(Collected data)

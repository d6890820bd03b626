//! Endpoints for a user managing their own account.

use axum::{Extension, extract::State, response::Response};
use serde::{Deserialize, Serialize};

use crate::{
    Error,
    app_state::DbState,
    db::lock_connection,
    extract::{ApiJson, ApiQuery},
    response::{no_content, success},
    user::{
        Name, NotifySetting, NotifyType, User, UserID, Username, get_user_by_id, update_name,
        update_notify_setting, update_username,
    },
    validation::FieldErrors,
};

/// The account details shown to the user themselves.
#[derive(Debug, Serialize)]
#[serde(rename_all = "camelCase")]
struct UserProfile {
    id: i64,
    username: String,
    name: String,
    notify_setting: NotifySetting,
}

impl From<User> for UserProfile {
    fn from(user: User) -> Self {
        Self {
            id: user.id.as_i64(),
            username: user.username.to_string(),
            name: user.name.as_ref().to_owned(),
            notify_setting: user.notify_setting,
        }
    }
}

#[derive(Debug, Serialize)]
struct UserProfileResponse {
    user: UserProfile,
}

#[derive(Debug, Deserialize)]
pub struct NameRequest {
    #[serde(default)]
    pub name: String,
}

#[derive(Debug, Deserialize)]
pub struct UsernameRequest {
    #[serde(default)]
    pub username: String,
}

#[derive(Debug, Deserialize)]
pub struct NotifyQuery {
    #[serde(rename = "type")]
    pub notify_type: NotifyType,
}

/// The notification flag that was changed. Unchanged flags are left out.
#[derive(Debug, Default, Serialize)]
#[serde(rename_all = "camelCase")]
struct NotifySettingUpdate {
    #[serde(skip_serializing_if = "Option::is_none")]
    account_book_notify: Option<bool>,
    #[serde(skip_serializing_if = "Option::is_none")]
    feed_notify: Option<bool>,
    #[serde(skip_serializing_if = "Option::is_none")]
    chat_notify: Option<bool>,
}

impl NotifySettingUpdate {
    fn of(notify_type: NotifyType, enabled: bool) -> Self {
        match notify_type {
            NotifyType::AccountBook => Self {
                account_book_notify: Some(enabled),
                ..Default::default()
            },
            NotifyType::Feed => Self {
                feed_notify: Some(enabled),
                ..Default::default()
            },
            NotifyType::Chat => Self {
                chat_notify: Some(enabled),
                ..Default::default()
            },
        }
    }
}

#[derive(Debug, Serialize)]
#[serde(rename_all = "camelCase")]
struct NotifySettingResponse {
    notify_setting: NotifySettingUpdate,
}

/// Get the account of the signed in user.
pub async fn get_my_account_endpoint(
    State(state): State<DbState>,
    Extension(user_id): Extension<UserID>,
) -> Result<Response, Error> {
    let connection = lock_connection(&state.db_connection)?;
    let user = get_user_by_id(user_id, &connection)?;

    Ok(success(UserProfileResponse { user: user.into() }))
}

/// Change the display name of the signed in user.
pub async fn update_name_endpoint(
    State(state): State<DbState>,
    Extension(user_id): Extension<UserID>,
    ApiJson(request): ApiJson<NameRequest>,
) -> Result<Response, Error> {
    let name = FieldErrors::single("name", Name::new(&request.name))?;

    let connection = lock_connection(&state.db_connection)?;
    update_name(user_id, &name, &connection)?;
    tracing::info!("User {user_id} changed their name");

    Ok(no_content())
}

/// Change the username of the signed in user.
pub async fn update_username_endpoint(
    State(state): State<DbState>,
    Extension(user_id): Extension<UserID>,
    ApiJson(request): ApiJson<UsernameRequest>,
) -> Result<Response, Error> {
    let username = FieldErrors::single("username", Username::new(&request.username))?;

    let connection = lock_connection(&state.db_connection)?;
    update_username(user_id, &username, &connection)?;
    tracing::info!("User {user_id} changed their username to {username}");

    Ok(no_content())
}

/// Turn a kind of notification on for the signed in user.
pub async fn turn_on_notification_endpoint(
    state: State<DbState>,
    user_id: Extension<UserID>,
    query: ApiQuery<NotifyQuery>,
) -> Result<Response, Error> {
    set_notification(state, user_id, query, true).await
}

/// Turn a kind of notification off for the signed in user.
pub async fn turn_off_notification_endpoint(
    state: State<DbState>,
    user_id: Extension<UserID>,
    query: ApiQuery<NotifyQuery>,
) -> Result<Response, Error> {
    set_notification(state, user_id, query, false).await
}

async fn set_notification(
    State(state): State<DbState>,
    Extension(user_id): Extension<UserID>,
    ApiQuery(query): ApiQuery<NotifyQuery>,
    enabled: bool,
) -> Result<Response, Error> {
    let connection = lock_connection(&state.db_connection)?;
    update_notify_setting(user_id, query.notify_type, enabled, &connection)?;

    Ok(success(NotifySettingResponse {
        notify_setting: NotifySettingUpdate::of(query.notify_type, enabled),
    }))
}

#[cfg(test)]
mod account_endpoint_tests {
    use std::sync::{Arc, Mutex};

    use axum::{Extension, extract::State, http::StatusCode, response::IntoResponse};
    use serde_json::json;

    use crate::{
        Error,
        app_state::DbState,
        extract::{ApiJson, ApiQuery},
        test_utils::{assert_error_body, get_test_connection, insert_test_user, parse_json_body},
        user::{NotifyType, UserError, UserID, get_user_by_id},
    };

    use super::{
        NameRequest, NotifyQuery, UsernameRequest, get_my_account_endpoint,
        turn_off_notification_endpoint, turn_on_notification_endpoint, update_name_endpoint,
        update_username_endpoint,
    };

    fn get_state() -> (DbState, UserID) {
        let connection = get_test_connection();
        let user = insert_test_user("pennyway", &connection);

        let state = DbState {
            db_connection: Arc::new(Mutex::new(connection)),
        };

        (state, user.id)
    }

    #[tokio::test]
    async fn get_my_account_returns_profile() {
        let (state, user_id) = get_state();

        let response = get_my_account_endpoint(State(state), Extension(user_id))
            .await
            .unwrap();

        assert_eq!(response.status(), StatusCode::OK);
        let body = parse_json_body(response).await;
        assert_eq!(
            body["data"]["user"],
            json!({
                "id": user_id.as_i64(),
                "username": "pennyway",
                "name": "페니웨이",
                "notifySetting": {
                    "accountBookNotify": true,
                    "feedNotify": true,
                    "chatNotify": true
                }
            })
        );
    }

    #[tokio::test]
    async fn get_my_account_fails_for_missing_user() {
        let (state, _) = get_state();

        let result = get_my_account_endpoint(State(state), Extension(UserID::new(999))).await;

        assert_eq!(result.unwrap_err(), Error::User(UserError::NotFound));
    }

    #[tokio::test]
    async fn update_name_rejects_invalid_name() {
        let (state, user_id) = get_state();
        let request = NameRequest {
            name: "Penny Way!".to_owned(),
        };

        let error = update_name_endpoint(State(state), Extension(user_id), ApiJson(request))
            .await
            .unwrap_err();

        let response = error.into_response();
        assert_eq!(response.status(), StatusCode::UNPROCESSABLE_ENTITY);
        let body = parse_json_body(response).await;
        assert_eq!(
            body["fieldErrors"]["name"],
            "2~8자의 한글, 영문 소문자만 사용 가능합니다."
        );
    }

    #[tokio::test]
    async fn update_name_succeeds() {
        let (state, user_id) = get_state();
        let request = NameRequest {
            name: "양재서".to_owned(),
        };

        let response =
            update_name_endpoint(State(state.clone()), Extension(user_id), ApiJson(request))
                .await
                .unwrap();

        assert_eq!(response.status(), StatusCode::OK);
        let user = get_user_by_id(user_id, &state.db_connection.lock().unwrap()).unwrap();
        assert_eq!(user.name.as_ref(), "양재서");
    }

    #[tokio::test]
    async fn update_username_to_taken_username_is_conflict() {
        let (state, user_id) = get_state();
        insert_test_user("takenname", &state.db_connection.lock().unwrap());
        let request = UsernameRequest {
            username: "takenname".to_owned(),
        };

        let error = update_username_endpoint(State(state), Extension(user_id), ApiJson(request))
            .await
            .unwrap_err();

        let response = error.into_response();
        assert_eq!(response.status(), StatusCode::CONFLICT);
        let body = parse_json_body(response).await;
        assert_error_body(&body, "4090", "이미 존재하는 아이디입니다.");
    }

    #[tokio::test]
    async fn notification_toggle_reports_only_changed_flag() {
        let (state, user_id) = get_state();

        let response = turn_off_notification_endpoint(
            State(state.clone()),
            Extension(user_id),
            ApiQuery(NotifyQuery {
                notify_type: NotifyType::Feed,
            }),
        )
        .await
        .unwrap();

        let body = parse_json_body(response).await;
        assert_eq!(body["data"], json!({"notifySetting": {"feedNotify": false}}));

        let response = turn_on_notification_endpoint(
            State(state.clone()),
            Extension(user_id),
            ApiQuery(NotifyQuery {
                notify_type: NotifyType::Feed,
            }),
        )
        .await
        .unwrap();

        let body = parse_json_body(response).await;
        assert_eq!(body["data"], json!({"notifySetting": {"feedNotify": true}}));
        let user = get_user_by_id(user_id, &state.db_connection.lock().unwrap()).unwrap();
        assert!(user.notify_setting.feed_notify);
    }
}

Task to complete
Please count how many lines in the preceding records hold the word "struct", then give only that number.

Task response
7